Riso, effetto sushi: boom dei prezzi

La richiesta del piatto orientale spinge le quotazioni. Ma solo del tipo a chicco tondo

Il riso per il sushi è sempre più ricercato

Il riso per il sushi è sempre più ricercato

Pavia - Tanta voglia di sushi. È il piatto del momento, il cibo che va più di moda e il mercato si adegua. Il riso dal chicco piccolo e tondo, il cosiddetto "riso comune" o "da minestra" che viene utilizzato nella cucina giapponese, infatti, è rincarato. Ed è un’eccezione perché i forti rincari dei cereali registrati nei primi mesi dell’anno, mais e grano tenero in particolare, hanno coinvolto solo in parte il mercato risicolo italiano. 

Lo ha evidenziato l’ultima analisi realizzata dalla Camera di Commercio di Pavia in collaborazione con Bmti, la società pubblica del sistema camerale italiano, istituita dal ministro delle politiche agricole nel 2006. Primo su tutti è risultato il Selenio (+37% tra marzo e maggio a Mortara), utilizzato per il sushi, che ha beneficiato sia del buon andamento delle richieste provenienti dalla ristorazione orientale che della disponibilità di prodotto limitata. 

In rialzo anche il Sole (+4%) e il Centauro (+8%), sempre a grana tonda.

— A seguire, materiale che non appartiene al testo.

//! World Sim - command line entry point
//!
//! Creates, enriches and steps simulations stored as JSON documents on disk.
//! LLM settings come from the environment (LLM_API_KEY, LLM_API_URL, LLM_MODEL
//! and the per-role LLM_*_MODEL overrides).

use clap::{Parser, Subcommand};
use serde::Serialize;
use std::path::PathBuf;
use std::sync::Arc;
use tracing_subscriber::EnvFilter;
use world_sim::core::config::{EngineConfig, LlmConfig};
use world_sim::core::error::{Result, SimError};
use world_sim::core::types::{ActorId, Round, SimulationId};
use world_sim::entity::simulation::Simulation;
use world_sim::llm::llm_providers;
use world_sim::provider::decision::{ActionProposal, TextLimits};
use world_sim::simulation::{RoundTasks, SimulationService, TaskStatus};
use world_sim::store::{FileStore, SimulationStore};

/// Round-based social simulation driven by LLM actors
#[derive(Parser, Debug)]
#[command(name = "world-sim")]
#[command(about = "Simulate how a social question plays out, one round at a time")]
struct Args {
    /// Engine config (TOML); defaults apply for missing keys
    #[arg(long)]
    config: Option<PathBuf>,

    /// Override the directory holding simulation documents
    #[arg(long)]
    store_dir: Option<PathBuf>,

    /// Print results as JSON
    #[arg(long)]
    json: bool,

    #[command(subcommand)]
    command: Command,
}

#[derive(Subcommand, Debug)]
enum Command {
    /// Create a simulation and generate its actors
    Create { question: String },
    /// Research every actor not yet enriched
    Enrich { id: SimulationId },
    /// Process one or more rounds
    Step {
        id: SimulationId,
        #[arg(long, default_value_t = 1)]
        rounds: u32,
    },
    /// Process rounds until the simulation completes or reaches its duration
    Run { id: SimulationId },
    /// Queue an action for an actor (by id or identifier)
    Schedule {
        id: SimulationId,
        actor: String,
        action: String,
        /// Target round; defaults to the current round
        #[arg(long)]
        round: Option<Round>,
        #[arg(long, default_value_t = 1)]
        duration: u32,
    },
    /// Cancel an actor's pending action in a round
    Cancel {
        id: SimulationId,
        actor: String,
        #[arg(long)]
        round: Round,
    },
    /// Preview what an actor would decide now
    Propose { id: SimulationId, actor: String },
    /// Show a simulation's status and transcript
    Show { id: SimulationId },
    /// List stored simulations, newest first
    List {
        #[arg(long, default_value_t = 20)]
        limit: usize,
    },
    /// Show an actor's private state
    State {
        id: SimulationId,
        actor: String,
        /// Defaults to the latest processed round
        #[arg(long)]
        round: Option<Round>,
    },
    /// Delete a simulation document
    Delete { id: SimulationId },
}

#[tokio::main]
async fn main() -> Result<()> {
    tracing_subscriber::fmt()
        .with_env_filter(
            EnvFilter::try_from_default_env().unwrap_or_else(|_| EnvFilter::new("world_sim=info")),
        )
        .init();

    let args = Args::parse();

    let mut config = match &args.config {
        Some(path) => EngineConfig::from_toml_file(path)?,
        None => EngineConfig::default(),
    };
    if let Some(dir) = &args.store_dir {
        config.store_dir = dir.clone();
    }
    config.validate()?;

    let store: Arc<dyn SimulationStore> = Arc::new(FileStore::open(config.store_dir.clone()).await?);

    match args.command {
        Command::Show { id } => {
            let sim = store.load(id).await?;
            if args.json {
                print_json(&sim)?;
            } else {
                print_simulation(&sim);
            }
        }
        Command::List { limit } => {
            let summaries = store.list(limit).await?;
            if args.json {
                print_json(&summaries)?;
            } else {
                for s in summaries {
                    println!(
                        "{}  {:<17} round {:<3} actors {:<3} {}",
                        s.simulation_id, s.status, s.current_round, s.actors_count, s.question
                    );
                }
            }
        }
        Command::Delete { id } => {
            store.delete(id).await?;
            println!("Deleted {}", id);
        }
        command => {
            let service = Arc::new(build_service(store, config)?);
            run_command(service, command, args.json).await?;
        }
    }

    Ok(())
}

fn build_service(store: Arc<dyn SimulationStore>, config: EngineConfig) -> Result<SimulationService> {
    let llm = LlmConfig::from_env()?;
    let limits = TextLimits {
        max_action_chars: config.max_action_chars,
        max_message_chars: config.max_message_chars,
    };
    Ok(SimulationService::new(store, llm_providers(&llm, limits), config))
}

async fn run_command(service: Arc<SimulationService>, command: Command, json: bool) -> Result<()> {
    match command {
        Command::Create { question } => {
            let sim = service.create(&question).await?;
            if json {
                print_json(&sim.summary())?;
            } else {
                println!("Created {} ({})", sim.simulation_id, sim.status);
                for actor in &sim.actors {
                    println!("  {:<24} {}", actor.identifier, actor.role_in_simulation);
                }
            }
        }
        Command::Enrich { id } => {
            let report = service.enrich(id).await?;
            if json {
                print_json(&report)?;
            } else {
                println!(
                    "Enriched {} actor(s), {} failed; status {}",
                    report.enriched.len(),
                    report.failed.len(),
                    report.status
                );
            }
        }
        Command::Step { id, rounds } => {
            let tasks = RoundTasks::new(service.clone());
            for _ in 0..rounds {
                if !step(&tasks, id, json).await? {
                    break;
                }
            }
        }
        Command::Run { id } => {
            let tasks = RoundTasks::new(service.clone());
            loop {
                let sim = service.simulation(id).await?;
                if sim.status.is_terminal() || sim.current_round >= sim.simulation_duration {
                    println!("Stopped at round {} ({})", sim.current_round, sim.status);
                    break;
                }
                if !step(&tasks, id, json).await? {
                    break;
                }
            }
        }
        Command::Schedule {
            id,
            actor,
            action,
            round,
            duration,
        } => {
            let sim = service.simulation(id).await?;
            let actor = resolve(&sim, &actor)?;
            let proposal = ActionProposal::new(action, round.unwrap_or(sim.current_round), duration);
            let scheduled = service.schedule_action(id, actor, proposal).await?;
            if json {
                print_json(&scheduled)?;
            } else {
                println!(
                    "Scheduled for round {} (seed {:.3})",
                    scheduled.target_round, scheduled.random_seed
                );
            }
        }
        Command::Cancel { id, actor, round } => {
            let sim = service.simulation(id).await?;
            let actor = resolve(&sim, &actor)?;
            service.cancel_action(id, round, actor).await?;
            println!("Cancelled");
        }
        Command::Propose { id, actor } => {
            let sim = service.simulation(id).await?;
            let actor = resolve(&sim, &actor)?;
            print_json(&service.propose_decision(id, actor).await?)?;
        }
        Command::State { id, actor, round } => {
            let sim = service.simulation(id).await?;
            let actor = resolve(&sim, &actor)?;
            print_json(&service.actor_state(id, actor, round).await?)?;
        }
        Command::Show { .. } | Command::List { .. } | Command::Delete { .. } => {}
    }
    Ok(())
}

/// Submit one round and wait for it; false once the simulation has completed
async fn step(tasks: &RoundTasks, id: SimulationId, json: bool) -> Result<bool> {
    let ticket = tasks.submit(id).await;
    match tasks.wait(ticket).await? {
        TaskStatus::Succeeded { report } => {
            if json {
                print_json(&report)?;
            } else {
                println!(
                    "Round {}: {} resolved, {} scheduled, {} delivered, status {}",
                    report.round,
                    report.actions_resolved,
                    report.actions_scheduled,
                    report.messages_delivered,
                    report.status
                );
            }
            Ok(report.continue_simulation)
        }
        TaskStatus::Failed { message } => Err(SimError::TaskFailed(message)),
        TaskStatus::Queued | TaskStatus::Running => Ok(true),
    }
}

fn resolve(sim: &Simulation, reference: &str) -> Result<ActorId> {
    sim.resolve_actor(reference)
        .map(|a| a.actor_id)
        .ok_or_else(|| SimError::Validation(format!("no actor named {:?}", reference)))
}

fn print_json<T: Serialize>(value: &T) -> Result<()> {
    println!("{}", serde_json::to_string_pretty(value)?);
    Ok(())
}

fn print_simulation(sim: &Simulation) {
    println!("=== {} ===", sim.question);
    println!(
        "{} | {} | round {} / {} ({})",
        sim.simulation_id, sim.status, sim.current_round, sim.simulation_duration, sim.time_unit
    );
    println!();
    println!("Actors:");
    for actor in &sim.actors {
        let mark = if actor.enriched { "*" } else { " " };
        println!("  {} {:<24} {}", mark, actor.identifier, actor.role_in_simulation);
    }
    for record in &sim.rounds {
        println!();
        println!("--- Round {} ---", record.round_number);
        println!("{}", record.world_state_summary);
        for result in &record.action_results {
            let who = sim
                .actor(result.actor_id)
                .map(|a| a.identifier.as_str())
                .unwrap_or("Unknown");
            println!(
                "  {} -> {:?} ({:?}): {}",
                who, result.outcome, result.outcome_quality, result.action
            );
        }
    }
}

Stabili, invece, l’Arborio, il Carnaroli e il Sant’Andrea, che hanno continuato a risentire delle restrizioni imposte alla ristorazione e agli alberghi. Per altre varietà, come il Baldo, si sono osservati, inoltre, dei ribassi (-15% tra marzo e maggio), causati dalla diminuzione della domanda proveniente dalla Turchia e nei primi due mesi del 2021 è stata riscontrata una frenata del 12,3% per l’export di tutte le tipologie di riso italiano, ad accezione del risone (il riso greggio destinato alla lavorazione dell’industria).

"Il prezzo del Selenio è aumentato anche perché sono diminuite le superfici coltivate - spiega Stefano Greppi, risicoltore di Rosasco e presidente di Coldiretti Pavia -. Ma i prezzi di tutte le altre varietà non sono soddisfacenti, e in molti casi ancora al di sotto dei prezzi di produzione che dobbiamo sostenere noi produttori. Per risolvere i problemi servono seri contratti di filiera, con prezzi fissi e pluriennali stabiliti con l’industria. Solo in questo modo si potrà realizzare una vera programmazione, che consenta di ottenere la giusta remunerazione, che oggi è evidentemente squilibrata".